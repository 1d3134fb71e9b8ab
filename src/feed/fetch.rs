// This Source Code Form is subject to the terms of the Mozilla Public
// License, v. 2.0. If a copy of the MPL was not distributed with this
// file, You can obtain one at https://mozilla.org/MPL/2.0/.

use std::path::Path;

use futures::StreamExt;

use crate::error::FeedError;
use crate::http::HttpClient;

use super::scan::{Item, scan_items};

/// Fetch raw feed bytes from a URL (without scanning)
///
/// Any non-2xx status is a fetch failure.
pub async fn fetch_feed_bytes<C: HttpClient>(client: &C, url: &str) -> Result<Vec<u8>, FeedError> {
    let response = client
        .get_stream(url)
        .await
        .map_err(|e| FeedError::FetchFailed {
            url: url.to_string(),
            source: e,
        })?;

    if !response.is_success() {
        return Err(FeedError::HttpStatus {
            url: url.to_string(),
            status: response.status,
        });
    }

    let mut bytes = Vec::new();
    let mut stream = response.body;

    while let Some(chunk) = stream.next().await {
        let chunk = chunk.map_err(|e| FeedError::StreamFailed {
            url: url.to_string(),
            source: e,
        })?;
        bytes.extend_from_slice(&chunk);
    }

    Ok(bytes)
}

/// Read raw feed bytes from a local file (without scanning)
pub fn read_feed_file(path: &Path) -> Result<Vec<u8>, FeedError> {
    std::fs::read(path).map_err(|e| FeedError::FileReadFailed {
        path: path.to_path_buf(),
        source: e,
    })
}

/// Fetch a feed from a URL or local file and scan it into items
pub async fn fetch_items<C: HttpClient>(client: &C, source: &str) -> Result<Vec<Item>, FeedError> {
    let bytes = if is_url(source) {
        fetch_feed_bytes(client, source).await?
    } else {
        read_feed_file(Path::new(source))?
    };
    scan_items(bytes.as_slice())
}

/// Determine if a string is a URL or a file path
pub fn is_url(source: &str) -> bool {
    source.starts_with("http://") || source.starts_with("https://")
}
======
### TASK REQUIREMENTS
Return word for word the lines above from the line with "use crate::http::HttpClient;" to the line with "a fetch failure.", including both and leaving out all others.

### RESPONSE BELOW
use crate::http::HttpClient;

use super::scan::{Item, scan_items};

/// Fetch raw feed bytes from a URL (without scanning)
///
/// Any non-2xx status is a fetch failure.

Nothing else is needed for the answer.